**THE INPUT**.
· · · ·
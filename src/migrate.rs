//! # Migration Loop
//!
//! The batch workflow that walks every (rename pair, repository) combination
//! and moves the fleet from the old branches to the new ones.
//!
//! ## Process
//!
//! For each rename pair, in the order given, and for each repository, in the
//! manifest's (sorted) iteration order:
//!
//! 1. Resolve the working copy at `<root>/<org>/<name>`.
//! 2. Ask whether any branch ref matches the pair's find pattern. No match
//!    means the pair simply does not apply to this repository; move on.
//! 3. On a match, create and check out the target branch based on the
//!    repository's currently recorded version, unless the target already
//!    exists (a re-run performs no second checkout).
//! 4. Set the new version in the repos manifest, then in the distribution
//!    manifest, then push the branch if pushing is enabled. The three steps
//!    are independent: each failure is recorded in its own error log and the
//!    remaining steps are still attempted.
//!
//! Everything is strictly sequential. Each manifest mutation returns a new
//! snapshot that replaces the live one for later iterations, so a failed
//! update leaves the previous snapshot in effect and partial success is a
//! valid terminal state: the caller still gets both (possibly partially
//! updated) manifests plus the three error logs.
//!
//! A git failure in step 2 or 3 skips the repository for that pair without
//! touching either manifest, so the manifests never claim a branch that was
//! not actually created.

use std::collections::BTreeMap;

use log::{debug, error};
use regex::Regex;

use crate::distribution_file::{self, Distribution};
use crate::error::Result;
use crate::git::VersionControl;
use crate::repos_file::{self, Repos};

/// One migration instruction: replace branches matching `find` with
/// `replace`.
#[derive(Debug, Clone)]
pub struct BranchRename {
    /// Pattern matched against short branch ref names. Anchoring is the
    /// caller's responsibility.
    pub find: Regex,
    /// Name of the branch to create and record.
    pub replace: String,
}

impl BranchRename {
    pub fn new(find: Regex, replace: impl Into<String>) -> Self {
        Self {
            find,
            replace: replace.into(),
        }
    }

    /// Build a rename whose find pattern matches `find` exactly as a branch
    /// name, local (`galactic`) or remote (`origin/galactic`), without also
    /// matching longer names like `galactic-devel`.
    pub fn anchored(find: &str, replace: &str) -> Result<Self> {
        Ok(Self::new(anchored_branch_pattern(find)?, replace))
    }
}

fn anchored_branch_pattern(name: &str) -> Result<Regex> {
    Ok(Regex::new(&format!("(^|/){}$", regex::escape(name)))?)
}

/// Per-category failure log: repository name to human-readable reason.
pub type ErrorLog = BTreeMap<String, String>;

/// Record a failure, keeping the first reason seen for a repository.
fn record(log: &mut ErrorLog, repo: &str, message: String) {
    error!("{}", message);
    log.entry(repo.to_string()).or_insert(message);
}

fn report_category(log: &ErrorLog, title: &str) {
    if log.is_empty() {
        return;
    }
    error!("{}", title);
    error!("{} repos with errors:", log.len());
    for (repo, reason) in log {
        error!("- {}: {}", repo, reason);
    }
}

/// The result of a migration run: the final manifest snapshots plus one
/// error log per failure category.
#[derive(Debug)]
pub struct MigrationOutcome {
    pub repos: Repos,
    pub distribution: Distribution,
    /// Repos-manifest update failures.
    pub repo_errors: ErrorLog,
    /// Distribution-manifest update failures.
    pub distro_errors: ErrorLog,
    /// Branch push failures.
    pub push_errors: ErrorLog,
}

impl MigrationOutcome {
    pub fn has_errors(&self) -> bool {
        !self.repo_errors.is_empty()
            || !self.distro_errors.is_empty()
            || !self.push_errors.is_empty()
    }

    /// Log a per-category summary of every failing repository and its
    /// reason. Errors here are informational; they do not fail the run.
    pub fn report(&self) {
        report_category(&self.repo_errors, "Repo set version errors");
        report_category(&self.distro_errors, "Distribution set version errors");
        report_category(&self.push_errors, "Branch push errors");
    }
}

/// Run the migration over every rename pair and repository.
///
/// `src_root` is the directory holding one working copy per repository at
/// `<src_root>/<org>/<name>`; all branch mutation happens there, so callers
/// should point it at the isolated output copy, never the original tree.
///
/// Only pattern-compilation errors abort the run. Per-repository failures
/// are captured in the outcome's error logs.
pub fn migrate<V: VersionControl>(
    mut repos: Repos,
    mut distribution: Distribution,
    renames: &[BranchRename],
    src_root: &std::path::Path,
    push_branches: bool,
    vcs: &V,
) -> Result<MigrationOutcome> {
    let mut repo_errors = ErrorLog::new();
    let mut distro_errors = ErrorLog::new();
    let mut push_errors = ErrorLog::new();

    for rename in renames {
        let target = rename.replace.as_str();
        let target_pattern = anchored_branch_pattern(target)?;

        let names: Vec<String> = repos.keys().cloned().collect();
        for name in names {
            let Some(repo) = repos_file::get(&repos, &name).cloned() else {
                continue;
            };
            let repo_path = src_root.join(&repo.org).join(&name);

            let matched = match vcs.has_branch(&repo_path, &rename.find) {
                Ok(matched) => matched,
                Err(err) => {
                    error!("Failed to list branches of '{}': {}", name, err);
                    continue;
                }
            };
            if !matched {
                debug!(
                    "No branch matching '{}' found in {}",
                    rename.find,
                    repo_path.display()
                );
                continue;
            }

            let target_exists = match vcs.has_branch(&repo_path, &target_pattern) {
                Ok(exists) => exists,
                Err(err) => {
                    error!("Failed to list branches of '{}': {}", name, err);
                    continue;
                }
            };
            if target_exists {
                debug!(
                    "Branch '{}' already exists in {}",
                    target,
                    repo_path.display()
                );
            } else {
                // Base the new branch on the currently recorded version, the
                // intended deployed state of the repository.
                if let Err(err) = vcs.checkout_branch(&repo_path, target, &repo.version) {
                    error!(
                        "Failed to check out '{}' in {}: {}",
                        target,
                        repo_path.display(),
                        err
                    );
                    continue;
                }
                debug!("Checked out {}@{} based on {}", name, target, repo.version);
            }

            match repos_file::set_version(&repos, &name, target) {
                Ok(next) => repos = next,
                Err(err) => record(
                    &mut repo_errors,
                    &name,
                    format!(
                        "Failed to set version for repo '{}' in repos file: {}",
                        name, err
                    ),
                ),
            }

            match distribution_file::set_version(&distribution, &name, target) {
                Ok(next) => distribution = next,
                Err(err) => record(
                    &mut distro_errors,
                    &name,
                    format!(
                        "Failed to set version for repo '{}' in distribution file: {}",
                        name, err
                    ),
                ),
            }

            if push_branches {
                match vcs.push(&repo_path, target) {
                    Ok(()) => debug!("Pushed branch '{}' to {}", target, repo_path.display()),
                    Err(err) => record(
                        &mut push_errors,
                        &name,
                        format!(
                            "Failed to push branch '{}' to repo '{}': {}",
                            target, name, err
                        ),
                    ),
                }
            }
        }
    }

    Ok(MigrationOutcome {
        repos,
        distribution,
        repo_errors,
        distro_errors,
        push_errors,
    })
}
· · · ·
Throughout the material above, report each line holding the word "pair".

**RESPONSE AREA**.
//! The batch workflow that walks every (rename pair, repository) combination
//! For each rename pair, in the order given, and for each repository, in the
//! 2. Ask whether any branch ref matches the pair's find pattern. No match
//!    means the pair simply does not apply to this repository; move on.
//! A git failure in step 2 or 3 skips the repository for that pair without
/// Run the migration over every rename pair and repository.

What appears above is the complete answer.